*Saved entries*.
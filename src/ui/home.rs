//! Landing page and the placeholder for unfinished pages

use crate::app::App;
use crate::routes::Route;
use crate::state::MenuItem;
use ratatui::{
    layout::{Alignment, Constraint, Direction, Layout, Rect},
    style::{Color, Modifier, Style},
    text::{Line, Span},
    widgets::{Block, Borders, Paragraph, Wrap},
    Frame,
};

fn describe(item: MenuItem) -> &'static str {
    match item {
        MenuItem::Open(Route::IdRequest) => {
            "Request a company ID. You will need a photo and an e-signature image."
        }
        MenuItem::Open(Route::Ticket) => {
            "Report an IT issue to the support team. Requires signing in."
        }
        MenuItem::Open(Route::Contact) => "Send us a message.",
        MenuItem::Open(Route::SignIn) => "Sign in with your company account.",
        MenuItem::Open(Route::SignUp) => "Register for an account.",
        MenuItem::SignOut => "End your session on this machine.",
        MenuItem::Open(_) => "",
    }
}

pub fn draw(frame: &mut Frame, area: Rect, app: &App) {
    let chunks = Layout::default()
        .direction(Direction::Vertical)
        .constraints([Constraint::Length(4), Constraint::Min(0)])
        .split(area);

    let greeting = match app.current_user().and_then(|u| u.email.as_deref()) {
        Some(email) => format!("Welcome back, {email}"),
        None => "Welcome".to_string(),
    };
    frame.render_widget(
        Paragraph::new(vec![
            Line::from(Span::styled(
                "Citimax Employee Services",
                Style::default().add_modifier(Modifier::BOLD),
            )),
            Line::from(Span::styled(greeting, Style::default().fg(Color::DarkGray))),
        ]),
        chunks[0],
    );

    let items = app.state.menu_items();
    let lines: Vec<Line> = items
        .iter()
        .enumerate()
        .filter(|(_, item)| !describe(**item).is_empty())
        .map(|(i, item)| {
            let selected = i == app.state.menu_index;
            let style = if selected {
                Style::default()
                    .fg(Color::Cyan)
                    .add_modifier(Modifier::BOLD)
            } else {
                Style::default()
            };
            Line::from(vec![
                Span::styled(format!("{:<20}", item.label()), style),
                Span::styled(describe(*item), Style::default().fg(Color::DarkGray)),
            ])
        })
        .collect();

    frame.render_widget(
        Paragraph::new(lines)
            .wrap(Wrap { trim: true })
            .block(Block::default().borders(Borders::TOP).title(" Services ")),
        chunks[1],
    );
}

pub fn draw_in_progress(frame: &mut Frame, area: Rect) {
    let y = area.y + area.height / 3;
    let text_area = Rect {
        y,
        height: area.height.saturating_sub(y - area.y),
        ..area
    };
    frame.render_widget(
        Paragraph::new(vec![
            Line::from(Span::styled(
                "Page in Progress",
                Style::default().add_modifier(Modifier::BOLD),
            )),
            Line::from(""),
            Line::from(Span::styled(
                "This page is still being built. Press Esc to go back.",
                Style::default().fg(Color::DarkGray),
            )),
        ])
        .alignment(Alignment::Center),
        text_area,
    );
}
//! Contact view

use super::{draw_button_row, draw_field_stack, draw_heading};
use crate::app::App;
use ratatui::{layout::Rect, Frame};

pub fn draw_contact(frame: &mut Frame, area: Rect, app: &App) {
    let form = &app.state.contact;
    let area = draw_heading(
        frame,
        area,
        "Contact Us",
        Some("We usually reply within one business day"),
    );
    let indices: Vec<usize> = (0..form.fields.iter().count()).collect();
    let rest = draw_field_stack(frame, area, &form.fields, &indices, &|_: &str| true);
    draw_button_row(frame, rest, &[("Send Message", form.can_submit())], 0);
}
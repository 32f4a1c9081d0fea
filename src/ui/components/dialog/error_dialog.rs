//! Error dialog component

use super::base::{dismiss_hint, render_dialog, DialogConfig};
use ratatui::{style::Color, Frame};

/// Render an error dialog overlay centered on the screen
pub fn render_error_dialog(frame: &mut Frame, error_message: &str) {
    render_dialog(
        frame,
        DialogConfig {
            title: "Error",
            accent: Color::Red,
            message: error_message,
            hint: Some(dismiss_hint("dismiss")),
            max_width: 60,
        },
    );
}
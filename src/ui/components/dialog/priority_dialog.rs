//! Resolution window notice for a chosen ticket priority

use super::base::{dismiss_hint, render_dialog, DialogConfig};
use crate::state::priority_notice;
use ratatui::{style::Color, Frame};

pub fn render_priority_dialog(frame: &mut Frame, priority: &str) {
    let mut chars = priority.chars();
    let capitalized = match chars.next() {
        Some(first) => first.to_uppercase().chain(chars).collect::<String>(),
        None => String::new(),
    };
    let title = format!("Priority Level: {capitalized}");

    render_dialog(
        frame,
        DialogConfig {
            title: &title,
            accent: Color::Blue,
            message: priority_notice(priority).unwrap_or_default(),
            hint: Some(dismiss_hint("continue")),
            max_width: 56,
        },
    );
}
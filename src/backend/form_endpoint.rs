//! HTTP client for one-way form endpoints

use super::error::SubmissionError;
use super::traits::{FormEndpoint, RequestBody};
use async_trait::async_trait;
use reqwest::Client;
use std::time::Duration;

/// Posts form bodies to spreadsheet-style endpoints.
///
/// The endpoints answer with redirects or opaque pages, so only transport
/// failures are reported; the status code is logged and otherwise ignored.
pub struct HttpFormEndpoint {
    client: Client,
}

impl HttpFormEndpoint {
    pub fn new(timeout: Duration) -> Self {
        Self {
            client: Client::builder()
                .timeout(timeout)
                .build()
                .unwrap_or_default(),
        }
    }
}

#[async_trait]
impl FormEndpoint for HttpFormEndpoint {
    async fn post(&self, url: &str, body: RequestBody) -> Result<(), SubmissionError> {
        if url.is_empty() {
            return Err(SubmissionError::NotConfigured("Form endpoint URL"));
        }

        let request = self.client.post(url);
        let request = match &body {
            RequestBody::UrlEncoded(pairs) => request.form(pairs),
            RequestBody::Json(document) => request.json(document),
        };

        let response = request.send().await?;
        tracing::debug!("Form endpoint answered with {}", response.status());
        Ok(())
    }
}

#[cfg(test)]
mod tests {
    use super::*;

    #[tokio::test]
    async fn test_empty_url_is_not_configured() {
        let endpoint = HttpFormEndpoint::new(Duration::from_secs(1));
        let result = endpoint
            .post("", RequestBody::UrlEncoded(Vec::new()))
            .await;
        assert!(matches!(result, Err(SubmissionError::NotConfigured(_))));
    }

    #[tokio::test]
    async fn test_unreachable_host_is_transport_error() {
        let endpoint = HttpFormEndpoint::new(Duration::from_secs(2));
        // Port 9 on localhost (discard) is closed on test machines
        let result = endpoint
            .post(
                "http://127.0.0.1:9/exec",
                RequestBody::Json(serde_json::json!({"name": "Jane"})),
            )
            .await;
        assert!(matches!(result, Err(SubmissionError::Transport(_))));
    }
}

*PROBLEM*.
Provide the number of lines in the entries that include "company", and no other text.

*EXERCISE RESULT*.
2